In terms of writing, I've long thought when an ending appears, grab it was my best rule of thumb. I understand many writers wrestle with endings, their ceaseless struggle to pin down the muse locked in fruitless grappling, so I felt fortunate to have the assurance that if I chose to keep going, I would win by decision, and reach the finish line. As the old saying goes, it's always the last thing, but it doesn't come until the end.
But in the early days of The Great Lockdown, I discovered a new foe - The Beginning. The beginning had never been a problem before, mostly because even in my most prolific days I gave myself two to four weeks of lead time for each post. The opening line probably never came easy, but it never seemed like a problem. I was like the gazelle living in the land without cheetahs - it never occurred to me to worry about a lack of speed.
I turned to my alumni network but, alas, I learned that Internet University has no graduates in the field of Getting Started - in fact, the internet seems to have a special attraction for procrastinators.

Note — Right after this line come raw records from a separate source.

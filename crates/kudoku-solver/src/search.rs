//! The backtracking search.

use kudoku_core::{DigitGrid, DigitSet, Position};

use crate::{candidate_grid::CandidateGrid, stats::SolveStats};

/// Places every naked single until none remain.
///
/// Each pass scans all cells in row-major order, assigning any empty
/// cell whose candidate set has exactly one member and forward-checking
/// the placement. Passes repeat until one places nothing. Returns
/// `false` as soon as a placement empties a peer's candidate set, or
/// when the final scan finds an empty cell with no candidates left.
///
/// Calling this again once it has quiesced places nothing and succeeds.
pub fn fill_singles(
    grid: &mut DigitGrid,
    candidates: &mut CandidateGrid,
    mut stats: Option<&mut SolveStats>,
) -> bool {
    loop {
        let mut placed = false;
        for pos in Position::all() {
            if grid.get(pos).is_some() {
                continue;
            }
            let Some(digit) = candidates.get(pos).as_single() else {
                continue;
            };
            grid.set(pos, Some(digit));
            if let Some(stats) = stats.as_deref_mut() {
                stats.count_step();
            }
            if !candidates.eliminate_from_peers(grid, pos, digit) {
                return false;
            }
            placed = true;
        }
        if !placed {
            break;
        }
    }
    // A cell can run out of candidates without ever being the cell
    // that triggered an elimination, so sweep once more.
    grid.empty_positions()
        .all(|pos| !candidates.get(pos).is_empty())
}

/// Chooses the empty cell to branch on: minimum remaining values, ties
/// broken by first found in row-major order. Returns `None` when the
/// board has no empty cell.
#[must_use]
pub fn select_branch_cell(grid: &DigitGrid, candidates: &CandidateGrid) -> Option<Position> {
    let mut best: Option<(Position, usize)> = None;
    for pos in grid.empty_positions() {
        let len = candidates.get(pos).len();
        if best.is_none_or(|(_, best_len)| len < best_len) {
            best = Some((pos, len));
        }
    }
    best.map(|(pos, _)| pos)
}

/// The recursive search core. Returns `true` when `grid` has been
/// driven to a complete solution, `false` when the current partial
/// assignment is a dead end.
///
/// Each guess is tried on copies of the board and candidate grid, so a
/// failed branch leaves the caller's state untouched. A successful
/// branch is copied back and the remaining candidates are not tried.
pub fn solve_backtrack(
    grid: &mut DigitGrid,
    candidates: &mut CandidateGrid,
    mut stats: Option<&mut SolveStats>,
) -> bool {
    if let Some(stats) = stats.as_deref_mut() {
        stats.count_call();
    }
    if !fill_singles(grid, candidates, stats.as_deref_mut()) {
        return false;
    }
    if grid.is_complete() {
        return true;
    }
    let Some(cell) = select_branch_cell(grid, candidates) else {
        debug_assert!(
            grid.is_complete(),
            "no branch cell while empty cells remain"
        );
        return true;
    };
    let choices = candidates.get(cell);
    if choices.is_empty() {
        return false;
    }
    for digit in choices {
        let mut grid_branch = *grid;
        let mut cand_branch = *candidates;
        grid_branch.set(cell, Some(digit));
        cand_branch.set(cell, DigitSet::from_elem(digit));
        if let Some(stats) = stats.as_deref_mut() {
            stats.count_step();
        }
        if !cand_branch.eliminate_from_peers(&grid_branch, cell, digit) {
            // Pruned before recursing; not counted as a backtrack.
            continue;
        }
        if solve_backtrack(&mut grid_branch, &mut cand_branch, stats.as_deref_mut()) {
            *grid = grid_branch;
            return true;
        }
        if let Some(stats) = stats.as_deref_mut() {
            stats.count_backtrack();
        }
    }
    false
}
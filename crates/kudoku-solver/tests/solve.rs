//! End-to-end solver tests.

use kudoku_core::{Digit, DigitGrid, Position};
use kudoku_solver::{SolveStats, solve};

const CLASSIC: &str = "
    53_ _7_ ___
    6__ 195 ___
    _98 ___ _6_
    8__ _6_ __3
    4__ 8_3 __1
    7__ _2_ __6
    _6_ ___ 28_
    ___ 419 __5
    ___ _8_ _79
";

const CLASSIC_SOLUTION: &str = "
    534 678 912
    672 195 348
    198 342 567
    859 761 423
    426 853 791
    713 924 856
    961 537 284
    287 419 635
    345 286 179
";

#[test]
fn test_classic_puzzle_solves_to_canonical_solution() {
    let mut grid: DigitGrid = CLASSIC.parse().unwrap();
    let outcome = solve(&mut grid);

    assert!(outcome.solved);
    assert!(outcome.grid.is_complete());
    assert!(outcome.grid.is_valid());
    assert_eq!(outcome.grid, CLASSIC_SOLUTION.parse().unwrap());
    assert_eq!(grid, outcome.grid);
}

#[test]
fn test_empty_board_solves_to_some_valid_grid() {
    let mut grid = DigitGrid::new();
    let outcome = solve(&mut grid);

    assert!(outcome.solved);
    assert!(outcome.grid.is_complete());
    assert!(outcome.grid.is_valid());
}

#[test]
fn test_already_complete_grid_needs_no_steps() {
    let mut grid: DigitGrid = CLASSIC_SOLUTION.parse().unwrap();
    let outcome = solve(&mut grid);

    assert!(outcome.solved);
    assert_eq!(outcome.grid, CLASSIC_SOLUTION.parse().unwrap());
    assert_eq!(outcome.stats.steps(), 0);
    assert_eq!(outcome.stats.recursive_calls(), 1);
    assert_eq!(outcome.stats.backtracks(), 0);
}

#[test]
fn test_duplicate_in_row_fails_without_searching() {
    let mut grid = DigitGrid::new();
    grid.set(Position::new(1, 2), Some(Digit::D5));
    grid.set(Position::new(6, 2), Some(Digit::D5));
    let before = grid;
    let outcome = solve(&mut grid);

    assert!(!outcome.solved);
    assert_eq!(outcome.grid, before);
    assert_eq!(grid, before);
    assert_eq!(outcome.stats, SolveStats::new());
}

#[test]
fn test_duplicate_in_column_fails_without_searching() {
    let mut grid = DigitGrid::new();
    grid.set(Position::new(4, 0), Some(Digit::D8));
    grid.set(Position::new(4, 7), Some(Digit::D8));
    let outcome = solve(&mut grid);

    assert!(!outcome.solved);
    assert_eq!(outcome.stats, SolveStats::new());
}

#[test]
fn test_duplicate_in_box_fails_without_searching() {
    let mut grid = DigitGrid::new();
    grid.set(Position::new(3, 3), Some(Digit::D2));
    grid.set(Position::new(5, 5), Some(Digit::D2));
    let outcome = solve(&mut grid);

    assert!(!outcome.solved);
    assert_eq!(outcome.stats, SolveStats::new());
}

#[test]
fn test_repeated_solves_are_deterministic() {
    let run = || {
        let mut grid: DigitGrid = CLASSIC.parse().unwrap();
        solve(&mut grid)
    };
    let first = run();
    let second = run();

    assert_eq!(first.solved, second.solved);
    assert_eq!(first.grid, second.grid);
    assert_eq!(first.stats, second.stats);
}

#[test]
fn test_unsolvable_but_duplicate_free_puzzle_fails() {
    // No duplicates anywhere, but (0, 0) sees all nine digits: 1-3 in
    // its row, 4-6 in its column, 7-9 in its box.
    let mut grid: DigitGrid = "
        ___ 123 ___
        _78 ___ ___
        _9_ ___ ___
        4__ ___ ___
        5__ ___ ___
        6__ ___ ___
        ___ ___ ___
        ___ ___ ___
        ___ ___ ___
    "
    .parse()
    .unwrap();
    assert!(grid.is_valid());
    let before = grid;
    let outcome = solve(&mut grid);

    assert!(!outcome.solved);
    assert_eq!(grid, before);
}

It seemed like the writers who can do it should be sponsored by Nike because they just do it, and have no insight into their own gift. There is a common extension of this problem when these naturals still try to explain their ability, like the baseball players who talk about seeing the ball before hitting it (science says it is impossible to 'see' the ball - it means the skill is different than the explanation, perhaps unexplainable, not that these players are unskilled). On the other hand, people who can't just get started are given the blanket diagnosis "writer's block" and prescribed a random assortment of remedies including going for a long walk, going for a short walk, or playing with toys.
It's possible I'm in denial, maybe I'm just one prompt-a-day calendar away from solving my problem, but I always felt that my issue was a little different. I knew what I wanted to do, I just couldn't get my word count from zero to one. My situation resembled more of a functional issue, like an office worker who found his tires slashed during lunch break. I knew what I wanted to do - call the police, fix the tires, cancel my next meeting - I just didn't know what to do first.
I eventually went back to the source, and dug out another winner - just say the most important sentence first. It's great advice (and by the way, combining it with when an ending appears, grab it is an unassailable Twitter strategy). The problem I've had with writing is my set of ideas about writing - I should have an intro sentence or paragraph, there should be a buildup of arguments or ideas (preferably in threes), I should acknowledge other points of view. In other words, my recurring problem is worrying about ornaments before I have the tree. It's not like I should or shouldn't do any of those things, but decorations go across leaves, petals, and branches. The writer who worries about any of that before planting the seed of the idea is as crazy as the writer who ends the piece with the first thing that popped into his head.